L’idée de la position originelle devient, dans ce contexte, une utopie inatteignable, un objectif qui ignore les réalités vécues par ceux qui ont été laissés à eux-mêmes par l’histoire. Pour qu’un tel contrat soit véritablement juste, il faudrait qu’il intègre la souffrance historique, qu’il reconnaisse les injustices passées et présentes et qu’il offre une véritable réparation. Et pas seulement une remise à zéro comme s’il ne s’était rien passé.
Dans ses écrits, Jim Harrison parle des écrans qui filtrent notre perception de la réalité, des filtres que l’on applique inconsciemment pour éviter de voir la souffrance des autres.
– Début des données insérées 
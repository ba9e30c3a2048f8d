use thiserror::Error;

use crate::services::directory::DirectoryError;
use crate::services::google::ProviderError;

/// Flattened user-facing message for faults whose detail must not leak.
pub const GENERIC_LOGIN_ERROR: &str = "An error occurred while processing your request.";

/// Failure of the login pipeline after input validation. Every variant is
/// converted into an error redirect at the orchestrator boundary.
#[derive(Debug, Error)]
pub enum LoginError {
    #[error(transparent)]
    Provider(#[from] ProviderError),

    #[error(transparent)]
    Directory(#[from] DirectoryError),
}

impl LoginError {
    /// The message carried in the error redirect. Provider validation
    /// faults are presumed user-meaningful and surfaced verbatim; all
    /// other faults collapse to the generic message.
    pub fn user_message(&self) -> String {
        match self {
            LoginError::Provider(ProviderError::Validation(msg)) => msg.clone(),
            LoginError::Provider(ProviderError::Transport(_)) => GENERIC_LOGIN_ERROR.to_string(),
            LoginError::Directory(_) => GENERIC_LOGIN_ERROR.to_string(),
        }
    }
}
use serde::Deserialize;
use std::env;

use crate::error::AppError;

#[derive(Debug, Clone, Deserialize)]
pub struct AppConfig {
    pub environment: Environment,
    pub service_name: String,
    pub service_version: String,
    pub log_level: String,
    pub port: u16,
    pub frontend: FrontendConfig,
    pub database: DatabaseConfig,
    pub google: GoogleOAuthConfig,
    pub jwt: JwtConfig,
    pub security: SecurityConfig,
}

#[derive(Debug, Clone, Deserialize, PartialEq)]
#[serde(rename_all = "lowercase")]
pub enum Environment {
    Dev,
    Prod,
}

/// Frontend URLs. The provider redirects the browser back to the frontend,
/// which forwards the authorization code to this service; the redirect URI
/// sent during the code exchange must match that original target exactly.
#[derive(Debug, Clone, Deserialize)]
pub struct FrontendConfig {
    pub base_url: String,
    pub provider_callback_path: String,
}

impl FrontendConfig {
    /// The redirect URI registered with the provider.
    pub fn redirect_uri(&self) -> String {
        format!(
            "{}/{}",
            self.base_url.trim_end_matches('/'),
            self.provider_callback_path.trim_start_matches('/')
        )
    }

    /// Error-redirect target carrying a user-facing reason.
    pub fn error_redirect(&self, reason: &str) -> String {
        format!(
            "{}?error={}",
            self.base_url.trim_end_matches('/'),
            urlencoding::encode(reason)
        )
    }
}

#[derive(Debug, Clone, Deserialize)]
pub struct DatabaseConfig {
    pub url: String,
    pub max_connections: u32,
    pub min_connections: u32,
}

#[derive(Debug, Clone, Deserialize)]
pub struct GoogleOAuthConfig {
    pub client_id: String,
    pub client_secret: String,
    pub token_endpoint: String,
    pub userinfo_endpoint: String,
    pub request_timeout_seconds: u64,
}

#[derive(Debug, Clone, Deserialize)]
pub struct JwtConfig {
    pub secret: String,
    pub access_token_expiry_minutes: i64,
    pub refresh_token_expiry_days: i64,
}

#[derive(Debug, Clone, Deserialize)]
pub struct SecurityConfig {
    pub allowed_origins: Vec<String>,
}

impl AppConfig {
    pub fn from_env() -> Result<Self, AppError> {
        let env_str = env::var("ENVIRONMENT").unwrap_or_else(|_| "dev".to_string());
        let environment: Environment = env_str
            .parse()
            .map_err(|e: String| AppError::ConfigError(anyhow::anyhow!(e)))?;

        let is_prod = environment == Environment::Prod;

        let config = AppConfig {
            environment,
            service_name: get_env("SERVICE_NAME", Some("google-login-service"), is_prod)?,
            service_version: get_env("SERVICE_VERSION", Some(env!("CARGO_PKG_VERSION")), is_prod)?,
            log_level: get_env("LOG_LEVEL", Some("info"), is_prod)?,
            port: get_env("PORT", Some("8080"), is_prod)?
                .parse()
                .map_err(|e: std::num::ParseIntError| {
                    AppError::ConfigError(anyhow::anyhow!(e.to_string()))
                })?,
            frontend: FrontendConfig {
                base_url: get_env("FRONTEND_BASE_URL", Some("http://localhost:3000"), is_prod)?,
                provider_callback_path: get_env("GOOGLE_CALLBACK_PATH", Some("google"), is_prod)?,
            },
            database: DatabaseConfig {
                url: get_env("DATABASE_URL", None, is_prod)?,
                max_connections: get_env("DATABASE_MAX_CONNECTIONS", Some("10"), is_prod)?
                    .parse()
                    .unwrap_or(10),
                min_connections: get_env("DATABASE_MIN_CONNECTIONS", Some("1"), is_prod)?
                    .parse()
                    .unwrap_or(1),
            },
            google: GoogleOAuthConfig {
                client_id: get_env("GOOGLE_CLIENT_ID", None, is_prod)?,
                client_secret: get_env("GOOGLE_CLIENT_SECRET", None, is_prod)?,
                token_endpoint: get_env(
                    "GOOGLE_TOKEN_ENDPOINT",
                    Some("https://oauth2.googleapis.com/token"),
                    is_prod,
                )?,
                userinfo_endpoint: get_env(
                    "GOOGLE_USERINFO_ENDPOINT",
                    Some("https://www.googleapis.com/oauth2/v2/userinfo"),
                    is_prod,
                )?,
                request_timeout_seconds: get_env("PROVIDER_TIMEOUT_SECONDS", Some("10"), is_prod)?
                    .parse()
                    .unwrap_or(10),
            },
            jwt: JwtConfig {
                secret: get_env("JWT_SECRET", None, is_prod)?,
                access_token_expiry_minutes: get_env(
                    "JWT_ACCESS_TOKEN_EXPIRY_MINUTES",
                    Some("15"),
                    is_prod,
                )?
                .parse()
                .map_err(|e: std::num::ParseIntError| {
                    AppError::ConfigError(anyhow::anyhow!(e.to_string()))
                })?,
                refresh_token_expiry_days: get_env(
                    "JWT_REFRESH_TOKEN_EXPIRY_DAYS",
                    Some("7"),
                    is_prod,
                )?
                .parse()
                .map_err(|e: std::num::ParseIntError| {
                    AppError::ConfigError(anyhow::anyhow!(e.to_string()))
                })?,
            },
            security: SecurityConfig {
                allowed_origins: get_env("ALLOWED_ORIGINS", Some("http://localhost:3000"), is_prod)?
                    .split(',')
                    .map(|s| s.trim().to_string())
                    .collect(),
            },
        };

        config.validate()?;
        Ok(config)
    }

    fn validate(&self) -> Result<(), AppError> {
        if self.port == 0 {
            return Err(AppError::ConfigError(anyhow::anyhow!(
                "PORT must be greater than 0"
            )));
        }

        if !self.frontend.base_url.starts_with("http") {
            return Err(AppError::ConfigError(anyhow::anyhow!(
                "FRONTEND_BASE_URL must be an absolute URL"
            )));
        }

        if self.jwt.access_token_expiry_minutes <= 0 {
            return Err(AppError::ConfigError(anyhow::anyhow!(
                "JWT_ACCESS_TOKEN_EXPIRY_MINUTES must be positive"
            )));
        }

        if self.jwt.refresh_token_expiry_days <= 0 {
            return Err(AppError::ConfigError(anyhow::anyhow!(
                "JWT_REFRESH_TOKEN_EXPIRY_DAYS must be positive"
            )));
        }

        if self.environment == Environment::Prod
            && self.security.allowed_origins.iter().any(|o| o == "*")
        {
            return Err(AppError::ConfigError(anyhow::anyhow!(
                "Wildcard CORS origin not allowed in production"
            )));
        }

        Ok(())
    }
}

fn get_env(key: &str, default: Option<&str>, is_prod: bool) -> Result<String, AppError> {
    match env::var(key) {
        Ok(val) => Ok(val),
        Err(_) => {
            if is_prod {
                Err(AppError::ConfigError(anyhow::anyhow!(format!(
                    "{} is required in production but not set",
                    key
                ))))
            } else if let Some(def) = default {
                Ok(def.to_string())
            } else {
                Err(AppError::ConfigError(anyhow::anyhow!(format!(
                    "{} is required but not set",
                    key
                ))))
            }
        }
    }
}

impl std::str::FromStr for Environment {
    type Err = String;

    fn from_str(s: &str) -> Result<Self, Self::Err> {
        match s.to_lowercase().as_str() {
            "dev" => Ok(Environment::Dev),
            "prod" => Ok(Environment::Prod),
            _ => Err(format!("Invalid environment: {}", s)),
        }
    }
}

#[cfg(test)]
mod tests {
    use super::*;

    #[test]
    fn redirect_uri_joins_base_and_path() {
        let frontend = FrontendConfig {
            base_url: "http://localhost:3000/".to_string(),
            provider_callback_path: "/google".to_string(),
        };
        assert_eq!(frontend.redirect_uri(), "http://localhost:3000/google");
    }

    #[test]
    fn error_redirect_encodes_reason() {
        let frontend = FrontendConfig {
            base_url: "http://localhost:3000".to_string(),
            provider_callback_path: "google".to_string(),
        };
        assert_eq!(
            frontend.error_redirect("missing code"),
            "http://localhost:3000?error=missing%20code"
        );
    }
}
Ces écrans sont les prismes (référence au prisme qui filtre la lumière) à travers lesquels nous choisissons de regarder le monde, et souvent, ils sont teintés par notre propre confort, notre position sociale, et nos croyances déjà existantes. Mais ces écrans deviennent une barrière entre nous et la réalité des autres, entre nous et les peuples qui, comme les Autochtones ou les Berbères, vivent dans l’ombre de cette histoire très souvent détournée par les oppresseurs.
Les récits des peuples autochtones, comme ceux des Berbères, révèlent non seulement l’injustice de notre contrat social, mais aussi la réalité amère de ce que cela signifie être privé de sa dignité et de ses droits fondamentaux. En écoutant cet homme, j’ai pris conscience que l’histoire que mon propre peuple rejoignait celle des peuples autochtones. Dans ses souffrances, dans ses luttes pour la reconnaissance, j’ai retrouvé la mémoire de mes ancêtres. La vérité se trouve dans ces récits, car j’aurai beau ramener le sujet de tous les tons que je veux, je ne pourrai pas transmettre le sentiment que l’on ressent lorsqu’on vient de ces peuples. Ces récits montrent l’urgence de réinventer un contrat social, un qui n’efface pas, mais qui répare et qui respecte la diversité des cultures et des peuples. Cependant, est-ce le réel désir des gouvernements? Peut-être que trouver un contrat social qui convient réellement à tout le monde, c’est le synonyme d’une perte progressive d’autorité de l’état envers les autochtones. Si ce n’est pas la peur qui empêche l’avancement d’un contrat social équitable, qu’est-ce que ce serait?
Dans cette rencontre, j’ai découvert que la souffrance n’est pas seulement individuelle, mais collective, et que pour parvenir à une véritable justice, il est impératif de reconnaître ces souffrances et de les intégrer dans notre vision de la société. Les peuples autochtones, les Berbères, et d’autres peuples marginalisés ont quelque chose à nous enseigner. Leur histoire n’est pas seulement une histoire de perte, mais aussi de résistance. Une résistance qui, à travers les récits, réclame une place dans notre conception de la justice et de l’équité.